_MATERIAL TO PROCESS_
■ ■ ■ ■ ■

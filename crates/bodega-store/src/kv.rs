//! # Key-Value Store
//!
//! Async get/set/remove over string keys with JSON-serialized values,
//! backed by the single `kv_entries` SQLite table.
//!
//! ## Read/Write Semantics
//! ```text
//! ┌─────────────────────────────────────────────────────────────────────────┐
//! │                      KvStore Semantics                                  │
//! │                                                                         │
//! │  set(key, value)                                                       │
//! │  ├── serialize to JSON text ── error? → propagate (never silent)       │
//! │  └── upsert row                                                        │
//! │                                                                         │
//! │  get(key)                                                              │
//! │  ├── row absent          → Ok(None)                                    │
//! │  ├── JSON parse fails    → warn! + Ok(None)   (corrupt = absent)       │
//! │  └── otherwise           → Ok(Some(value))                             │
//! │                                                                         │
//! │  remove(key) / remove_many(keys)                                       │
//! │  └── missing keys are a no-op, not an error                            │
//! │                                                                         │
//! │  apply(WriteBatch)                                                     │
//! │  └── all puts + deletes in ONE transaction                             │
//! │      (entity record + index can never diverge halfway)                 │
//! └─────────────────────────────────────────────────────────────────────────┘
//! ```

use serde::de::DeserializeOwned;
use serde::Serialize;
use sqlx::SqlitePool;
use tracing::{debug, warn};

use crate::error::StoreResult;

// =============================================================================
// Write Batch
// =============================================================================

/// A set of puts and deletes applied atomically.
///
/// ## Why This Exists
/// A composite write (entity record + collection index) interrupted midway
/// would leave the index pointing at records that don't exist, or records
/// unreachable from the index. Batching both into one SQLite transaction
/// closes that gap.
///
/// Values are serialized when they are added, so a serialization failure
/// surfaces before any I/O happens.
#[derive(Debug, Default)]
pub struct WriteBatch {
    puts: Vec<(String, String)>,
    deletes: Vec<String>,
}

impl WriteBatch {
    /// Creates an empty batch.
    pub fn new() -> Self {
        WriteBatch::default()
    }

    /// Queues a put. The value is serialized eagerly.
    pub fn put<T: Serialize + ?Sized>(&mut self, key: &str, value: &T) -> StoreResult<&mut Self> {
        let json = serde_json::to_string(value)?;
        self.puts.push((key.to_string(), json));
        Ok(self)
    }

    /// Queues a delete. Deleting a missing key is a no-op at apply time.
    pub fn delete(&mut self, key: &str) -> &mut Self {
        self.deletes.push(key.to_string());
        self
    }

    /// True when the batch carries no operations.
    pub fn is_empty(&self) -> bool {
        self.puts.is_empty() && self.deletes.is_empty()
    }

    /// Number of queued operations.
    pub fn len(&self) -> usize {
        self.puts.len() + self.deletes.len()
    }
}

// =============================================================================
// KvStore
// =============================================================================

/// String-keyed, JSON-valued store over SQLite.
///
/// ## Usage
/// ```rust,ignore
/// let kv = store.kv();
/// kv.set("userToken", &token).await?;
/// let token: Option<String> = kv.get("userToken").await?;
/// ```
#[derive(Debug, Clone)]
pub struct KvStore {
    pool: SqlitePool,
}

impl KvStore {
    /// Creates a new KvStore over the given pool.
    pub fn new(pool: SqlitePool) -> Self {
        KvStore { pool }
    }

    /// Serializes `value` to JSON text and upserts it under `key`.
    ///
    /// Serialization and storage errors both propagate to the caller;
    /// a silent failure here would let the cache and the store diverge.
    pub async fn set<T: Serialize + ?Sized>(&self, key: &str, value: &T) -> StoreResult<()> {
        let json = serde_json::to_string(value)?;

        sqlx::query(
            "INSERT INTO kv_entries (key, value) VALUES (?1, ?2)
             ON CONFLICT(key) DO UPDATE SET value = excluded.value",
        )
        .bind(key)
        .bind(&json)
        .execute(&self.pool)
        .await?;

        debug!(key = %key, bytes = json.len(), "kv set");
        Ok(())
    }

    /// Returns the deserialized value under `key`, or `None` when absent.
    ///
    /// ## Corrupt Data
    /// A row that exists but fails to parse is logged and reported as
    /// absent. Callers then fall back to defaults (empty index, no session)
    /// instead of wedging the whole app on one bad record.
    pub async fn get<T: DeserializeOwned>(&self, key: &str) -> StoreResult<Option<T>> {
        let row: Option<String> = sqlx::query_scalar("SELECT value FROM kv_entries WHERE key = ?1")
            .bind(key)
            .fetch_optional(&self.pool)
            .await?;

        let Some(json) = row else {
            return Ok(None);
        };

        match serde_json::from_str::<T>(&json) {
            Ok(value) => Ok(Some(value)),
            Err(err) => {
                warn!(key = %key, error = %err, "Corrupt value in store; treating as absent");
                Ok(None)
            }
        }
    }

    /// True when a row exists under `key`, corrupt or not.
    ///
    /// Used by seeding to decide "first ever use" without deserializing.
    pub async fn contains(&self, key: &str) -> StoreResult<bool> {
        let found: Option<i64> = sqlx::query_scalar("SELECT 1 FROM kv_entries WHERE key = ?1")
            .bind(key)
            .fetch_optional(&self.pool)
            .await?;
        Ok(found.is_some())
    }

    /// Deletes the row under `key`. Missing keys are a no-op.
    pub async fn remove(&self, key: &str) -> StoreResult<()> {
        sqlx::query("DELETE FROM kv_entries WHERE key = ?1")
            .bind(key)
            .execute(&self.pool)
            .await?;
        Ok(())
    }

    /// Deletes several keys in one transaction. Missing keys are a no-op.
    pub async fn remove_many(&self, keys: &[&str]) -> StoreResult<()> {
        let mut tx = self.pool.begin().await?;
        for key in keys {
            sqlx::query("DELETE FROM kv_entries WHERE key = ?1")
                .bind(key)
                .execute(&mut *tx)
                .await?;
        }
        tx.commit().await?;
        Ok(())
    }

    /// Applies every put and delete in `batch` inside one transaction.
    ///
    /// Either the whole batch lands or none of it does.
    pub async fn apply(&self, batch: WriteBatch) -> StoreResult<()> {
        if batch.is_empty() {
            return Ok(());
        }

        let ops = batch.len();
        let mut tx = self.pool.begin().await?;

        for (key, json) in &batch.puts {
            sqlx::query(
                "INSERT INTO kv_entries (key, value) VALUES (?1, ?2)
                 ON CONFLICT(key) DO UPDATE SET value = excluded.value",
            )
            .bind(key)
            .bind(json)
            .execute(&mut *tx)
            .await?;
        }

        for key in &batch.deletes {
            sqlx::query("DELETE FROM kv_entries WHERE key = ?1")
                .bind(key)
                .execute(&mut *tx)
                .await?;
        }

        tx.commit().await?;
        debug!(ops, "kv batch applied");
        Ok(())
    }

    /// Stores a raw pre-serialized JSON string under `key`.
    ///
    /// Test helper for planting corrupt or hand-crafted rows.
    #[cfg(test)]
    pub(crate) async fn set_raw(&self, key: &str, raw: &str) -> StoreResult<()> {
        sqlx::query(
            "INSERT INTO kv_entries (key, value) VALUES (?1, ?2)
             ON CONFLICT(key) DO UPDATE SET value = excluded.value",
        )
        .bind(key)
        .bind(raw)
        .execute(&self.pool)
        .await?;
        Ok(())
    }
}

// =============================================================================
// Unit Tests
// =============================================================================

#[cfg(test)]
mod tests {
    use super::*;
    use crate::error::StoreError;
    use crate::pool::{Store, StoreConfig};

    async fn kv() -> KvStore {
        let store = Store::open(StoreConfig::in_memory()).await.unwrap();
        store.kv()
    }

    #[tokio::test]
    async fn test_set_get_round_trip() {
        let kv = kv().await;

        kv.set("greeting", "hello").await.unwrap();
        let value: Option<String> = kv.get("greeting").await.unwrap();
        assert_eq!(value.as_deref(), Some("hello"));

        kv.set("numbers", &vec![1, 2, 3]).await.unwrap();
        let numbers: Option<Vec<i32>> = kv.get("numbers").await.unwrap();
        assert_eq!(numbers, Some(vec![1, 2, 3]));
    }

    #[tokio::test]
    async fn test_get_absent_returns_none() {
        let kv = kv().await;
        let value: Option<String> = kv.get("missing").await.unwrap();
        assert_eq!(value, None);
    }

    #[tokio::test]
    async fn test_set_overwrites() {
        let kv = kv().await;
        kv.set("k", &1).await.unwrap();
        kv.set("k", &2).await.unwrap();
        let value: Option<i32> = kv.get("k").await.unwrap();
        assert_eq!(value, Some(2));
    }

    #[tokio::test]
    async fn test_corrupt_value_treated_as_absent() {
        let kv = kv().await;
        kv.set_raw("bad", "{not json").await.unwrap();

        let value: Option<Vec<String>> = kv.get("bad").await.unwrap();
        assert_eq!(value, None);

        // The row itself still exists.
        assert!(kv.contains("bad").await.unwrap());
    }

    #[tokio::test]
    async fn test_serialization_error_propagates() {
        let kv = kv().await;
        // JSON has no representation for NaN.
        let result = kv.set("nan", &f64::NAN).await;
        assert!(matches!(result, Err(StoreError::Serialization(_))));
        assert!(!kv.contains("nan").await.unwrap());
    }

    #[tokio::test]
    async fn test_remove_missing_key_is_noop() {
        let kv = kv().await;
        kv.remove("never-written").await.unwrap();
        kv.remove_many(&["a", "b"]).await.unwrap();
    }

    #[tokio::test]
    async fn test_remove_many_deletes_all() {
        let kv = kv().await;
        kv.set("a", &1).await.unwrap();
        kv.set("b", &2).await.unwrap();
        kv.set("c", &3).await.unwrap();

        kv.remove_many(&["a", "b"]).await.unwrap();

        assert!(!kv.contains("a").await.unwrap());
        assert!(!kv.contains("b").await.unwrap());
        assert!(kv.contains("c").await.unwrap());
    }

    #[tokio::test]
    async fn test_batch_applies_puts_and_deletes() {
        let kv = kv().await;
        kv.set("old", "stale").await.unwrap();

        let mut batch = WriteBatch::new();
        batch.put("fresh", "new").unwrap();
        batch.put("index", &vec!["fresh"]).unwrap();
        batch.delete("old");
        assert_eq!(batch.len(), 3);

        kv.apply(batch).await.unwrap();

        let fresh: Option<String> = kv.get("fresh").await.unwrap();
        assert_eq!(fresh.as_deref(), Some("new"));
        assert!(!kv.contains("old").await.unwrap());
    }

    #[tokio::test]
    async fn test_batch_serialization_fails_before_io() {
        let mut batch = WriteBatch::new();
        let result = batch.put("nan", &f64::NAN);
        assert!(result.is_err());
        // The failed put left nothing queued.
        assert!(batch.is_empty());
    }

    #[tokio::test]
    async fn test_empty_batch_is_noop() {
        let kv = kv().await;
        kv.apply(WriteBatch::new()).await.unwrap();
    }
}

■ ■ ■ ■ ■

_GOAL OF THE EXERCISE_
What is needed is a single number: how many lines of the data contain the word "never".

_RESULT OF THIS EXERCISE_
3